一种基于曼哈顿世界假设的视惯融合SLAM方法
首发时间:2023-01-10
摘要:针对现有的视觉惯性融合SLAM算法在移动机器人低速、匀速运动时IMU加速度可观性不足的问题,以及处于光照变换、弱纹理环境中定位精度下降的问题,本文提出了一种基于曼哈顿世界假设的视觉惯性融合SLAM方法,命名为Manhattan-SLAM。

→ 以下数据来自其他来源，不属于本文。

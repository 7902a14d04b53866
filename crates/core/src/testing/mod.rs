//! Testing utilities and mock implementations.
//!
//! This module provides mocks for the channel history and the catalog store,
//! plus fixtures for channel messages, so ingestion and search can be tested
//! without a real channel.
//!
//! # Example
//!
//! ```rust,ignore
//! use filmzi_core::testing::{fixtures, MockHistory};
//!
//! let history = MockHistory::new(vec![
//!     fixtures::document_message(-1001, 1, "doc-1", "Inception 2010 1080p 2.5 GB"),
//!     fixtures::text_message(-1001, 2, "welcome"),
//! ]);
//!
//! let report = reconcile_backlog(&ingester, &history, 500, 100).await;
//! ```

mod mock_catalog;
mod mock_history;

pub use mock_catalog::FailingCatalog;
pub use mock_history::MockHistory;

/// Test fixtures and helper functions.
pub mod fixtures {
    use crate::ingest::{ChannelMessage, MediaAttachment, MediaKind};

    /// A message carrying a document with the given caption.
    pub fn document_message(
        chat_id: i64,
        message_id: i64,
        file_ref: &str,
        caption: &str,
    ) -> ChannelMessage {
        ChannelMessage {
            chat_id,
            message_id,
            caption: Some(caption.to_string()),
            media: Some(MediaAttachment {
                kind: MediaKind::Document,
                file_ref: file_ref.to_string(),
                file_name: None,
                size_bytes: None,
            }),
        }
    }

    /// A message carrying a video of `size_bytes` bytes.
    pub fn video_message(
        chat_id: i64,
        message_id: i64,
        file_ref: &str,
        caption: &str,
        size_bytes: u64,
    ) -> ChannelMessage {
        ChannelMessage {
            chat_id,
            message_id,
            caption: Some(caption.to_string()),
            media: Some(MediaAttachment {
                kind: MediaKind::Video,
                file_ref: file_ref.to_string(),
                file_name: None,
                size_bytes: Some(size_bytes),
            }),
        }
    }

    /// A document with a filename and no caption.
    pub fn named_document(
        chat_id: i64,
        message_id: i64,
        file_ref: &str,
        file_name: &str,
    ) -> ChannelMessage {
        ChannelMessage {
            chat_id,
            message_id,
            caption: None,
            media: Some(MediaAttachment {
                kind: MediaKind::Document,
                file_ref: file_ref.to_string(),
                file_name: Some(file_name.to_string()),
                size_bytes: None,
            }),
        }
    }

    /// A plain text message without a file.
    pub fn text_message(chat_id: i64, message_id: i64, text: &str) -> ChannelMessage {
        ChannelMessage {
            chat_id,
            message_id,
            caption: Some(text.to_string()),
            media: None,
        }
    }
}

该方法是一种点线融合的视惯SLAM方法,并将曼哈顿世界假设引入视觉SLAM问题,不仅能有效提高结构化场景中视觉SLAM系统的定位精度,还可以实时检测移动机器人的定位状态,提高视觉SLAM系统鲁棒性;同时在Manhattan-SLAM后端设计了基于局部地图的曼哈顿世界约束构建方法,有效降低了位姿图优化中冗余的曼哈顿世界约束。基于EuRoC数据集的实验结果表明,引入曼哈顿世界假设,本文提出的Manhattan-SLAM对比主流的视惯SLAM在结构化场景中具有更好的定位与建图精度。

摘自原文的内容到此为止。